8.02.2007

A Thought that Piddled Out

Kitsch causes two tears to flow in quick succession. The first tear says: how nice to see children running on the grass! The second tear says: how nice to be moved, together with mankind, by children running on the grass!

-Kundera, The Unbearable Lightness of Being


Perhaps that is what makes... .. .

You know what, I changed my mind. Suddenly whatever it was I was thinking lost all significance.

That frequently happens. Those thoughts that while walking home swells within me a desire to raise my fist or hug a stranger, or whistle a tune. The thoughts that are my companions outside, fall away when I pass through these doors. Perhaps they are claustrophobic. Perhaps they are too large to enter the gates. Perhaps they find other solitary selves roaming the streets, minds silent and free from all interference but the passing voices and humming cars. Perhaps they are traveling ministers who only preach their sermons to congregations of one.

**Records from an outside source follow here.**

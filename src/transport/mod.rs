//! Noise socket - Transport Layer
//!
//! This module turns a stream of opaque ciphertext frames into a stream of
//! verified plaintext frames. It provides:
//!
//! - **Frame channel seam**: [`FrameChannel`], the ordered byte-blob transport underneath
//! - **Encrypted socket**: [`NoiseSocket`] and its [`NoiseSocketBuilder`]
//! - **In-memory channel**: [`MemoryFrameChannel`] for tests and local wiring (`memory` feature)
//!
//! # Architecture
//!
//! ```text
//! ┌─────────────────────────────────────────┐
//! │          Application Messages           │
//! ├─────────────────────────────────────────┤
//! │             NoiseSocket                 │  ← This module
//! │   counter nonces, seal/open, delivery   │
//! ├─────────────────────────────────────────┤
//! │             FrameChannel                │
//! │   length-prefixed frames, lifecycle     │
//! └─────────────────────────────────────────┘
//! ```

mod channel;
mod error;
#[cfg(feature = "memory")]
mod memory;
mod socket;

pub use channel::*;
pub use error::*;
#[cfg(feature = "memory")]
pub use memory::*;
pub use socket::*;
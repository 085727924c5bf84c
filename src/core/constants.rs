//! Wire constants for the encrypted frame layer.
//!
//! These values define the nonce layout both peers derive independently and
//! MUST NOT be changed without breaking interoperability.

// =============================================================================
// AEAD PARAMETERS
// =============================================================================

/// Nonce size for the 96-bit-nonce AEADs (ChaCha20-Poly1305, AES-GCM).
pub const AEAD_NONCE_SIZE: usize = 12;

/// Authentication tag appended to every sealed frame.
pub const AEAD_TAG_SIZE: usize = 16;

/// Symmetric key size for both supported ciphers.
pub const AEAD_KEY_SIZE: usize = 32;

// =============================================================================
// NONCE LAYOUT
// =============================================================================

/// Offset of the big-endian frame counter inside the nonce.
///
/// Bytes `0..8` are always zero.
pub const NONCE_COUNTER_OFFSET: usize = 8;

/// Highest counter value that may be turned into a nonce.
pub const MAX_NONCE_COUNTER: u64 = u32::MAX as u64;
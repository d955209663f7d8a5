// xltemplates - app/launcher.rs
//
// Starts the UI server as a child process on all interfaces, headless, and
// mirrors its outcome as the launcher's exit code. The launcher lives
// exactly as long as the server does.

use crate::util::constants;
use crate::util::error::LaunchError;
use std::path::{Path, PathBuf};
use std::process::Command;

/// Parse the optional port argument.
///
/// Anything that is not an integer in 1..=65535 is reported and replaced by
/// the default port; a bad argument never aborts the launch.
pub fn resolve_port(arg: Option<&str>) -> u16 {
    let Some(raw) = arg else {
        return constants::DEFAULT_PORT;
    };

    match raw.trim().parse::<u16>() {
        Ok(port) if port != 0 => port,
        _ => {
            tracing::warn!(
                argument = raw,
                default = constants::DEFAULT_PORT,
                "Invalid port number; using default port"
            );
            constants::DEFAULT_PORT
        }
    }
}

/// The server executable expected next to the running launcher.
pub fn default_server_program() -> PathBuf {
    let file_name = format!(
        "{}{}",
        constants::SERVER_BIN_NAME,
        std::env::consts::EXE_SUFFIX
    );
    match std::env::current_exe() {
        Ok(exe) => exe.with_file_name(file_name),
        Err(e) => {
            tracing::warn!(error = %e, "Cannot locate own executable; relying on PATH");
            PathBuf::from(file_name)
        }
    }
}

/// Command line for a headless server bound to all interfaces on `port`.
pub fn server_command(program: &Path, port: u16) -> Command {
    let mut command = Command::new(program);
    command
        .arg("--address")
        .arg(constants::LAUNCH_ADDRESS)
        .arg("--port")
        .arg(port.to_string())
        .arg("--headless");
    command
}

/// Run `command` to completion, inheriting stdio.
///
/// # Errors
/// `LaunchError::Spawn` if the process could not be started,
/// `LaunchError::Exited` if it ran but did not exit successfully.
pub fn run(mut command: Command) -> Result<(), LaunchError> {
    let program = PathBuf::from(command.get_program());
    let args: Vec<_> = command.get_args().collect();
    tracing::debug!(program = %program.display(), ?args, "Spawning server process");

    let status = command
        .status()
        .map_err(|source| LaunchError::Spawn {
            program: program.clone(),
            source,
        })?;

    if status.success() {
        tracing::info!(program = %program.display(), "Server exited normally");
        Ok(())
    } else {
        Err(LaunchError::Exited { program, status })
    }
}

/// Start the server at `program` on `port` and wait for it to exit.
pub fn run_server(program: &Path, port: u16) -> Result<(), LaunchError> {
    tracing::info!(
        program = %program.display(),
        address = constants::LAUNCH_ADDRESS,
        port,
        "Starting the template server"
    );
    run(server_command(program, port))
}

/// Process exit code for a launch outcome: 0 on success, 1 for any failure.
pub fn exit_code<E>(result: &Result<(), E>) -> i32 {
    match result {
        Ok(()) => 0,
        Err(_) => 1,
    }
}

#[cfg(test)]
mod tests {
    use super::*;

    #[test]
    fn test_no_argument_uses_default() {
        assert_eq!(resolve_port(None), 8501);
    }

    #[test]
    fn test_numeric_argument_is_used() {
        assert_eq!(resolve_port(Some("9000")), 9000);
        assert_eq!(resolve_port(Some(" 8080 ")), 8080);
    }

    #[test]
    fn test_invalid_arguments_fall_back() {
        for raw in ["abc", "", "-1", "0", "65536", "80.5"] {
            assert_eq!(resolve_port(Some(raw)), 8501, "argument {raw:?}");
        }
    }

    #[test]
    fn test_server_command_arguments() {
        let command = server_command(Path::new("/opt/xltemplates"), 9000);
        let args: Vec<_> = command
            .get_args()
            .map(|a| a.to_string_lossy().into_owned())
            .collect();
        assert_eq!(
            args,
            vec!["--address", "0.0.0.0", "--port", "9000", "--headless"]
        );
        assert_eq!(command.get_program(), "/opt/xltemplates");
    }

    #[test]
    fn test_default_server_program_name() {
        let program = default_server_program();
        let name = program.file_name().and_then(|n| n.to_str()).unwrap();
        assert!(name.starts_with(constants::SERVER_BIN_NAME), "got {name}");
    }

    #[test]
    fn test_exit_code_mapping() {
        assert_eq!(exit_code::<LaunchError>(&Ok(())), 0);
        let spawn: Result<(), LaunchError> = Err(LaunchError::Spawn {
            program: PathBuf::from("missing"),
            source: std::io::Error::new(std::io::ErrorKind::NotFound, "nope"),
        });
        assert_eq!(exit_code(&spawn), 1);
    }
}
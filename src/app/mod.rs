// xltemplates - app/mod.rs
//
// Application layer: render-cycle orchestration, downloads, launcher.
// Dependencies: core, platform.
// Must NOT depend on: ui.

pub mod download;
pub mod launcher;
pub mod page;
// xltemplates - util/mod.rs
//
// Utility modules: error types, named constants, logging setup.
// No dependencies on core, app, ui, or platform layers.

pub mod constants;
pub mod error;
pub mod logging;
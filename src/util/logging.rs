// xltemplates - util/logging.rs
//
// Structured logging with runtime-selectable debug mode.
//
// Activation:
//   - Environment variable: RUST_LOG=debug (or trace)
//   - CLI flag: --debug (sets the filter to debug)
//   - Config file: [logging] level = "debug"
//
// Output: stderr.

use tracing_subscriber::EnvFilter;

/// Initialise the logging subsystem.
///
/// `debug_flag` is true when the user passed --debug on the CLI.
/// `config_level` is the level from config.toml (if present).
///
/// Priority: RUST_LOG env var > CLI --debug flag > config level > default "info".
///
/// Safe to call more than once; only the first call installs a subscriber.
pub fn init(debug_flag: bool, config_level: Option<&str>) {
    let filter = build_filter(std::env::var("RUST_LOG").is_ok(), debug_flag, config_level);

    let installed = tracing_subscriber::fmt()
        .with_env_filter(filter)
        .with_target(true)
        .with_thread_ids(true)
        .with_file(true)
        .with_line_number(true)
        .compact()
        .try_init()
        .is_ok();

    if installed {
        tracing::debug!(
            app = super::constants::APP_NAME,
            version = super::constants::APP_VERSION,
            "Logging initialised"
        );
    }
}

fn build_filter(env_set: bool, debug_flag: bool, config_level: Option<&str>) -> EnvFilter {
    if env_set {
        EnvFilter::from_default_env()
    } else if debug_flag {
        EnvFilter::new("debug")
    } else if let Some(level) = config_level {
        EnvFilter::new(level)
    } else {
        EnvFilter::new(super::constants::DEFAULT_LOG_LEVEL)
    }
}

#[cfg(test)]
mod tests {
    use super::*;

    #[test]
    fn test_debug_flag_beats_config_level() {
        let filter = build_filter(false, true, Some("warn"));
        assert_eq!(filter.to_string(), "debug");
    }

    #[test]
    fn test_config_level_used_without_flag() {
        let filter = build_filter(false, false, Some("warn"));
        assert_eq!(filter.to_string(), "warn");
    }

    #[test]
    fn test_default_level() {
        let filter = build_filter(false, false, None);
        assert_eq!(filter.to_string(), "info");
    }
}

I feel as if I have returned from the supermarket, bags brimming with delicious groceries. Vegetables and spices and meats. With recipe in hand I turn the lock at my door. But when I reach down for my bags, they are unexpectedly light. A look inside and find each empty. Every item was stealthily snatched away as I unlocked the door. Inside, I search the cupboard and find only a bowl of instant ramen. Forgive me, guest, I had plans for greater things.